The CDS fairly weighed the medical evidence. He reasonably gave greater weight
to the evidence of D Med Pol which has expertise in assessing health conditions
and risks in the context of the needs of the Armed Forces.
[54]
The 95% likelihood of survival cited by the
Applicant is not the relevant statistic to be considered. Rather, the focus is
upon the likelihood of a future cardiac event. According to the Medical Risk
Matrix, where there is a 20-50% likelihood of recurrence of a medical event
that will require treatment within one hour, that is likely not only to cause
serious medical consequences for the affected individual but may also
jeopardize the mission.
[55]
In light of the medical reports as well as the
relevant policies of the CF, the CDS reasonably concluded that the MEL was
valid, that it violated the UOS principle and that it was in the best interests
of both the Applicant and the CF that the Applicant be medically released.
[56]
In the result, the decision of the CDS meets the
reasonableness standard because it is justifiable, transparent and
intelligible, falling within a range of possible, acceptable outcomes that is
defensible in view of the facts and the law.
[57]
There was no existing breach of procedural
fairness or any other error that would justify judicial intervention and this
application for judicial review is dismissed.
[58]
I will briefly address the Applicant’s request
for an award of compensation in the amount of $750,000.00 and the Respondent’s
request for costs.
[59]
This Court has no jurisdiction to award damages
in an application for judicial review; see the decision in Lussier v.

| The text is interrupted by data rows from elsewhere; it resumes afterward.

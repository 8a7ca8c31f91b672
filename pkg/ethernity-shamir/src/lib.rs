/*
 * ethernity: durable paper backups of arbitrary files
 * Copyright (C) 2026 Ethernity contributors
 *
 * This program is free software: you can redistribute it and/or modify
 * it under the terms of the GNU General Public License as published by
 * the Free Software Foundation, either version 3 of the License, or
 * (at your option) any later version.
 *
 * This program is distributed in the hope that it will be useful,
 * but WITHOUT ANY WARRANTY; without even the implied warranty of
 * MERCHANTABILITY or FITNESS FOR A PARTICULAR PURPOSE.  See the
 * GNU General Public License for more details.
 *
 * You should have received a copy of the GNU General Public License
 * along with this program.  If not, see <https://www.gnu.org/licenses/>.
 */

//! Shamir secret sharing over `GF(2^8)`, applied independently to every byte
//! of a (zero-padded, 16-byte-block-aligned) secret.
//!
//! This mirrors `paperback-shamir`'s role as a standalone crate split out
//! from the rest of the pipeline, but the field and share shape differ:
//! `paperback` shares a single `GF(2^32)` stream, while this crate shares
//! each byte of the secret independently over `GF(2^8)`, padded up to a
//! multiple of 16 bytes so that share lengths are always block-aligned.

#![forbid(unsafe_code)]

#[cfg(test)]
extern crate quickcheck;
#[cfg(test)]
#[macro_use]
extern crate quickcheck_macros;

pub mod gf;

use std::collections::BTreeMap;

use gf::GfElem;
use rand::{CryptoRng, RngCore};

pub const BLOCK_SIZE: usize = 16;
pub const MAX_SHARES: u8 = 255;

#[derive(Debug, thiserror::Error, PartialEq, Eq)]
pub enum Error {
    #[error("threshold must be between 1 and share_count ({share_count}), got {threshold}")]
    InvalidThreshold { threshold: u8, share_count: u8 },

    #[error("share_count must be between 1 and {max}, got {share_count}", max = MAX_SHARES)]
    InvalidShareCount { share_count: u8 },

    #[error("need at least {threshold} shares to recover the secret, got {got}")]
    InsufficientShares { threshold: u8, got: usize },

    #[error("shares have inconsistent lengths")]
    MismatchedShareLengths,

    #[error("share length {len} is not a positive multiple of {block}", block = BLOCK_SIZE)]
    BadShareLength { len: usize },

    #[error("duplicate share index {index}")]
    DuplicateShareIndex { index: u8 },

    #[error("share index must be in 1..=255, got 0")]
    ZeroShareIndex,
}

fn padded_len(secret_len: usize) -> usize {
    ((secret_len + BLOCK_SIZE - 1) / BLOCK_SIZE) * BLOCK_SIZE
}

/// Splits `secret` into `share_count` shares, any `threshold` of which
/// recover the original bytes. Shares are indexed `1..=share_count` and are
/// all `padded_len(secret.len())` bytes long.
pub fn split<R: CryptoRng + RngCore + ?Sized>(
    secret: &[u8],
    threshold: u8,
    share_count: u8,
    rng: &mut R,
) -> Result<BTreeMap<u8, Vec<u8>>, Error> {
    if share_count == 0 || share_count > MAX_SHARES {
        return Err(Error::InvalidShareCount { share_count });
    }
    if threshold == 0 || threshold > share_count {
        return Err(Error::InvalidThreshold {
            threshold,
            share_count,
        });
    }

    let len = padded_len(secret.len());
    let mut padded = vec![0u8; len];
    padded[..secret.len()].copy_from_slice(secret);

    let mut shares: BTreeMap<u8, Vec<u8>> = (1..=share_count)
        .map(|x| (x, vec![0u8; len]))
        .collect();

    for (byte_idx, &secret_byte) in padded.iter().enumerate() {
        let mut coeffs = Vec::with_capacity(threshold as usize);
        coeffs.push(GfElem::from_u8(secret_byte));
        for _ in 1..threshold {
            coeffs.push(GfElem::new_rand(rng));
        }
        for x in 1..=share_count {
            let y = gf::eval_poly(&coeffs, GfElem::from_u8(x));
            shares.get_mut(&x).expect("share map is pre-populated")[byte_idx] = y.to_u8();
        }
    }

    use zeroize::Zeroize;
    padded.zeroize();

    Ok(shares)
}

/// Recovers a secret of exactly `secret_len` bytes from `shares` (a map of
/// share index to share bytes). At least `threshold` distinct shares with
/// matching lengths are required; the caller is responsible for having
/// already verified the authenticity of each share.
pub fn combine(shares: &BTreeMap<u8, Vec<u8>>, threshold: u8, secret_len: usize) -> Result<Vec<u8>, Error> {
    if shares.len() < threshold as usize {
        return Err(Error::InsufficientShares {
            threshold,
            got: shares.len(),
        });
    }
    for &index in shares.keys() {
        if index == 0 {
            return Err(Error::ZeroShareIndex);
        }
    }

    let mut lens = shares.values().map(|v| v.len());
    let len = lens.next().unwrap_or(0);
    if len == 0 || len % BLOCK_SIZE != 0 {
        return Err(Error::BadShareLength { len });
    }
    if lens.any(|l| l != len) {
        return Err(Error::MismatchedShareLengths);
    }

    // Only the first `threshold` distinct shares (by index order) are used;
    // this matches the spec's "combine any t of the n" contract while
    // staying deterministic for a given share set.
    let points: Vec<(u8, &Vec<u8>)> = shares
        .iter()
        .take(threshold as usize)
        .map(|(&x, ys)| (x, ys))
        .collect();

    let mut secret = vec![0u8; len];
    for byte_idx in 0..len {
        let samples: Vec<(GfElem, GfElem)> = points
            .iter()
            .map(|&(x, ys)| (GfElem::from_u8(x), GfElem::from_u8(ys[byte_idx])))
            .collect();
        secret[byte_idx] = gf::interpolate_zero(&samples).to_u8();
    }

    secret.truncate(secret_len);
    Ok(secret)
}

#[cfg(test)]
mod test {
    use super::*;
    use rand::rngs::OsRng;

    #[test]
    fn split_combine_roundtrip() {
        let secret = b"correct horse battery staple!!";
        let shares = split(secret, 2, 3, &mut OsRng).unwrap();

        let mut subset = BTreeMap::new();
        subset.insert(1, shares[&1].clone());
        subset.insert(3, shares[&3].clone());

        let recovered = combine(&subset, 2, secret.len()).unwrap();
        assert_eq!(recovered, secret);
    }

    #[test]
    fn insufficient_shares_rejected() {
        let secret = b"hello";
        let shares = split(secret, 3, 5, &mut OsRng).unwrap();

        let mut subset = BTreeMap::new();
        subset.insert(1, shares[&1].clone());
        subset.insert(2, shares[&2].clone());

        assert!(matches!(
            combine(&subset, 3, secret.len()),
            Err(Error::InsufficientShares { .. })
        ));
    }

    #[test]
    fn every_share_is_block_aligned() {
        let shares = split(b"x", 1, 2, &mut OsRng).unwrap();
        for share in shares.values() {
            assert_eq!(share.len() % BLOCK_SIZE, 0);
            assert_eq!(share.len(), BLOCK_SIZE);
        }
    }

    #[quickcheck]
    fn any_threshold_subset_recovers(secret: Vec<u8>, seed: u8) -> bool {
        if secret.is_empty() || secret.len() > 256 {
            return true;
        }
        let threshold = 2 + (seed % 4); // 2..=5
        let share_count = threshold + 1 + (seed % 3); // > threshold
        let shares = split(&secret, threshold, share_count, &mut OsRng).unwrap();

        let subset: BTreeMap<u8, Vec<u8>> = shares
            .into_iter()
            .take(threshold as usize)
            .collect();
        combine(&subset, threshold, secret.len()).unwrap() == secret
    }
}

Collin,
[1985] 1 F.C. 124 (F.C.A).
[60]
There remains the issue of costs. The
Respondent, both in his written submissions and at the hearing, requested
costs. The Applicant did not specifically address the issue of costs being
awarded against him.
[61]
The parties can make brief written submissions
on costs, such submissions to be served and filed within five (5) days of this
judgment. The submissions should address whether costs should be awarded, and
if so in what amount.
JUDGMENT
THIS COURT’S JUDGMENT is
that this application for judicial review is dismissed. The parties can make
brief written submissions on costs, such submission to be served and filed
within five (5) days of this judgment. The submissions should address whether
costs should be awarded, and if so in what amount.
"E. Heneghan"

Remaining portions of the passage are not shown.